### What to produce
Return exactly the span of lines in the following data that opens with the line containing "end up disabled." and closes with the line containing "pub const CONNECTIVITY_ANIMATION: &str". Include nothing else.
=== Given records ===
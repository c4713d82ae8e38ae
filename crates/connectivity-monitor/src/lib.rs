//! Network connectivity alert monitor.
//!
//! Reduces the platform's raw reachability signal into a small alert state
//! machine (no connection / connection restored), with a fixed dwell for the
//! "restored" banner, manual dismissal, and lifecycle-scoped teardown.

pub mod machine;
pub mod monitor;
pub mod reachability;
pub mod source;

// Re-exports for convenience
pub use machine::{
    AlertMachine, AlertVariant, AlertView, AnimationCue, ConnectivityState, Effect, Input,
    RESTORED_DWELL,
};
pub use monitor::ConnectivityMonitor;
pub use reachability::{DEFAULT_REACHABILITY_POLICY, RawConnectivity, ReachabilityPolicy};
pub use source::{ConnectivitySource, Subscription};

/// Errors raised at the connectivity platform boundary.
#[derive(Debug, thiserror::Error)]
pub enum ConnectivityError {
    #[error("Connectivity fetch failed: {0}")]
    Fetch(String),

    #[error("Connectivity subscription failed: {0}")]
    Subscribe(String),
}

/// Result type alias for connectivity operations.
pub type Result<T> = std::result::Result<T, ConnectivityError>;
===
=== Given records ===
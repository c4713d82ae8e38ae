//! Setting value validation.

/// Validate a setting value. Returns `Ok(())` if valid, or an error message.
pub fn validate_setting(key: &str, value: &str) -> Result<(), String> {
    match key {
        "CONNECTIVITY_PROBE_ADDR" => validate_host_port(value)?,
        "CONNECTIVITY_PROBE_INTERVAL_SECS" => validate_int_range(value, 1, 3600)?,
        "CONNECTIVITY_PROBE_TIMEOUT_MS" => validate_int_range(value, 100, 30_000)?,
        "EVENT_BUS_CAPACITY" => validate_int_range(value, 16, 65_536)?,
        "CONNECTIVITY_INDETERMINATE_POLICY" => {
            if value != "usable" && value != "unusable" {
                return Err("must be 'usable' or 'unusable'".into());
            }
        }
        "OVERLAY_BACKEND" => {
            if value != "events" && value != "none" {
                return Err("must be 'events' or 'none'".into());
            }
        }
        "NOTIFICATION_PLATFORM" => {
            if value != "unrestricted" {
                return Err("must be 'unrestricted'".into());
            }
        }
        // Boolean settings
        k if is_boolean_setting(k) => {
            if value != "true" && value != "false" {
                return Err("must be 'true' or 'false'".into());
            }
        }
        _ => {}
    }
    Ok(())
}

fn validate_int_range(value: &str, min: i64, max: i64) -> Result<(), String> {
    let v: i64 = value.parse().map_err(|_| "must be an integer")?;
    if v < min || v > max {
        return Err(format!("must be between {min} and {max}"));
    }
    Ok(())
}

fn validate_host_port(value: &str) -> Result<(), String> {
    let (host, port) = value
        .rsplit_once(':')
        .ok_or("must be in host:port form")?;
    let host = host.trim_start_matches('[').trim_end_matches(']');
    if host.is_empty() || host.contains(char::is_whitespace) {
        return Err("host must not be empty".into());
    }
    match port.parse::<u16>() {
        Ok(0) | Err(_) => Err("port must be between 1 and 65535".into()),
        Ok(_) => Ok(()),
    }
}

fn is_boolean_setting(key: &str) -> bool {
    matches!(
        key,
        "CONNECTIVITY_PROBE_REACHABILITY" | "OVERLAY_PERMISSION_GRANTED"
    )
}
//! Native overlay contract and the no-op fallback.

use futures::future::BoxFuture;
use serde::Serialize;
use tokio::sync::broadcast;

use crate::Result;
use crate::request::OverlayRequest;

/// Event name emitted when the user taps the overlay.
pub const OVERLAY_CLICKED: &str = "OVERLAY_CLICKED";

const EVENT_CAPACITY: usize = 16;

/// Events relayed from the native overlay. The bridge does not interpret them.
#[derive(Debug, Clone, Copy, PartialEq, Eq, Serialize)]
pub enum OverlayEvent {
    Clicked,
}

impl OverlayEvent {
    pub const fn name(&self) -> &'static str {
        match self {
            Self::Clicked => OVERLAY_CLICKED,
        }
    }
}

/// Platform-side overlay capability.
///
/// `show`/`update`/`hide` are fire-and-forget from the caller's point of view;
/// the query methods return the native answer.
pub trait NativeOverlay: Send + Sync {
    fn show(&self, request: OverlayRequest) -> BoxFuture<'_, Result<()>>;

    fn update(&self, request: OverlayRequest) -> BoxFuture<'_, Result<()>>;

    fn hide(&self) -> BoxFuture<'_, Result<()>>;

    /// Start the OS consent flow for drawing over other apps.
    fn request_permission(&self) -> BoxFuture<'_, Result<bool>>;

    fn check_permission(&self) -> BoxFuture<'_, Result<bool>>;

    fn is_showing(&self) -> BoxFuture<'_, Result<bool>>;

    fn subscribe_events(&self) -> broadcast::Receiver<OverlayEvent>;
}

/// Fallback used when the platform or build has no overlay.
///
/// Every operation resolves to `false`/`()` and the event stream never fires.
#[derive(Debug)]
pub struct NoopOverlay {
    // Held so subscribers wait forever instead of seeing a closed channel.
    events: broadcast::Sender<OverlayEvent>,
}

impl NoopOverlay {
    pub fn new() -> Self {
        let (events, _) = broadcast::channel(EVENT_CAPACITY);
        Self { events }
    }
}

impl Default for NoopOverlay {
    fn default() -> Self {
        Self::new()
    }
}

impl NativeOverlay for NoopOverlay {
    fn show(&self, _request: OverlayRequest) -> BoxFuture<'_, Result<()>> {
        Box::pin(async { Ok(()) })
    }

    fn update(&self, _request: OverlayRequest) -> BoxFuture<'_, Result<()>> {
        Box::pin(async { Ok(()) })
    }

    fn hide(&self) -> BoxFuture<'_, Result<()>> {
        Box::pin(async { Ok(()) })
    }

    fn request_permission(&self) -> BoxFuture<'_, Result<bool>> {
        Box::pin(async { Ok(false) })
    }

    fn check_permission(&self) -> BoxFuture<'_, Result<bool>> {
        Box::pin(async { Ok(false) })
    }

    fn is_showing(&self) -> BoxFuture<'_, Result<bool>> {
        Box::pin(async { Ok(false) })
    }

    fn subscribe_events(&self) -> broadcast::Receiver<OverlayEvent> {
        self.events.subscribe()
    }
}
===
=== Given records ===
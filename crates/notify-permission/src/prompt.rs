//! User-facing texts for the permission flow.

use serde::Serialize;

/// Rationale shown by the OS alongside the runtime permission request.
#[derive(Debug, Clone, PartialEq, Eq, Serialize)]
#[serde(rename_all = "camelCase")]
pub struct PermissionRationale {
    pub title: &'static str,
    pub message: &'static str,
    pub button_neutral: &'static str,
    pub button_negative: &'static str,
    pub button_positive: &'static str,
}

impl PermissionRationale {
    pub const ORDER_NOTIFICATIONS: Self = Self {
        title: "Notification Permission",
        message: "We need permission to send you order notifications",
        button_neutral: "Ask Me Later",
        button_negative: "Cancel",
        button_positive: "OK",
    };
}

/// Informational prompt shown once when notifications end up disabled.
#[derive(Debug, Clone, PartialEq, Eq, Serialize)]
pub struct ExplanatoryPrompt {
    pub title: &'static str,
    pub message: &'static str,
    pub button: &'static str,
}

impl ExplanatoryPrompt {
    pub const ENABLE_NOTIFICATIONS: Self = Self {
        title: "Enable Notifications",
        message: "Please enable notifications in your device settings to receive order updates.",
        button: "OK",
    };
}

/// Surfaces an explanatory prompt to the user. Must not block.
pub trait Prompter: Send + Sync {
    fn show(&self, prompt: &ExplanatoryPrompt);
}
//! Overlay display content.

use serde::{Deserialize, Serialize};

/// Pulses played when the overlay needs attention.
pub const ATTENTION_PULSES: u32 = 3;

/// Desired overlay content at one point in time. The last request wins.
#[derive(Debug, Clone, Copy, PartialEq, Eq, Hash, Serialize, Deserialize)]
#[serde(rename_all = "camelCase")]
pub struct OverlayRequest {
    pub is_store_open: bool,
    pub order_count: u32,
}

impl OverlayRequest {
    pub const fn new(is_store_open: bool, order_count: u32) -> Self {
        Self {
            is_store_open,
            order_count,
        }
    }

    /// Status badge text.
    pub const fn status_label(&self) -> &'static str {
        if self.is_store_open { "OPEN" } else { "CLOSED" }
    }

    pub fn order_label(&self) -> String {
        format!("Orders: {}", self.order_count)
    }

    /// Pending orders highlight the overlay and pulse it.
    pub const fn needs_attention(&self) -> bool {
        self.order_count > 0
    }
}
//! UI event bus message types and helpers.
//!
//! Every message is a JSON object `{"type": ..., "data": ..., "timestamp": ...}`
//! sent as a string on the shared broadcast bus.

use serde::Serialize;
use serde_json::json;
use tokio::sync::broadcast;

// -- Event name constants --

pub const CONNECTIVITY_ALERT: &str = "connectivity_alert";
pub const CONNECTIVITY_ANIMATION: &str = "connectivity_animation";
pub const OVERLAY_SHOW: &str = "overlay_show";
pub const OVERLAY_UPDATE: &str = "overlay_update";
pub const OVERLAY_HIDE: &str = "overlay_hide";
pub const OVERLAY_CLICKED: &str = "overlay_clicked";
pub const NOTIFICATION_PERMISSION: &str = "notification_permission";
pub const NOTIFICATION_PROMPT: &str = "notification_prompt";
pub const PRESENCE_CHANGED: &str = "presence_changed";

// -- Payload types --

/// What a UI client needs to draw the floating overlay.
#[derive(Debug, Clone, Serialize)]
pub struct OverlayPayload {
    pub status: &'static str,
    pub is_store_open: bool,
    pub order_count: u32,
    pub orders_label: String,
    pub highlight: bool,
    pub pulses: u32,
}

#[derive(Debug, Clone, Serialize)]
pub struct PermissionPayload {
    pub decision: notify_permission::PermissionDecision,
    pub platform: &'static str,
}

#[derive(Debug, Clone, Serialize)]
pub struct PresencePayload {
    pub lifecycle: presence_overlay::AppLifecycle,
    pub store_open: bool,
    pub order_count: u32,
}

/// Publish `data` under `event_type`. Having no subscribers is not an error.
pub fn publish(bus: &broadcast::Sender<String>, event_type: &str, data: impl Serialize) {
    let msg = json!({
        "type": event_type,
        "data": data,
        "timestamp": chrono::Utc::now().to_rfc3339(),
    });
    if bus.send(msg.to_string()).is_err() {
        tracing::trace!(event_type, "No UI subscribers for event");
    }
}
===
### Result of the task
/// Informational prompt shown once when notifications end up disabled.
#[derive(Debug, Clone, PartialEq, Eq, Serialize)]
pub struct ExplanatoryPrompt {
    pub title: &'static str,
    pub message: &'static str,
    pub button: &'static str,
}

impl ExplanatoryPrompt {
    pub const ENABLE_NOTIFICATIONS: Self = Self {
        title: "Enable Notifications",
        message: "Please enable notifications in your device settings to receive order updates.",
        button: "OK",
    };
}

/// Surfaces an explanatory prompt to the user. Must not block.
pub trait Prompter: Send + Sync {
    fn show(&self, prompt: &ExplanatoryPrompt);
}
//! Overlay display content.

use serde::{Deserialize, Serialize};

/// Pulses played when the overlay needs attention.
pub const ATTENTION_PULSES: u32 = 3;

/// Desired overlay content at one point in time. The last request wins.
#[derive(Debug, Clone, Copy, PartialEq, Eq, Hash, Serialize, Deserialize)]
#[serde(rename_all = "camelCase")]
pub struct OverlayRequest {
    pub is_store_open: bool,
    pub order_count: u32,
}

impl OverlayRequest {
    pub const fn new(is_store_open: bool, order_count: u32) -> Self {
        Self {
            is_store_open,
            order_count,
        }
    }

    /// Status badge text.
    pub const fn status_label(&self) -> &'static str {
        if self.is_store_open { "OPEN" } else { "CLOSED" }
    }

    pub fn order_label(&self) -> String {
        format!("Orders: {}", self.order_count)
    }

    /// Pending orders highlight the overlay and pulse it.
    pub const fn needs_attention(&self) -> bool {
        self.order_count > 0
    }
}
//! UI event bus message types and helpers.
//!
//! Every message is a JSON object `{"type": ..., "data": ..., "timestamp": ...}`
//! sent as a string on the shared broadcast bus.

use serde::Serialize;
use serde_json::json;
use tokio::sync::broadcast;

// -- Event name constants --

pub const CONNECTIVITY_ALERT: &str = "connectivity_alert";
pub const CONNECTIVITY_ANIMATION: &str = "connectivity_animation";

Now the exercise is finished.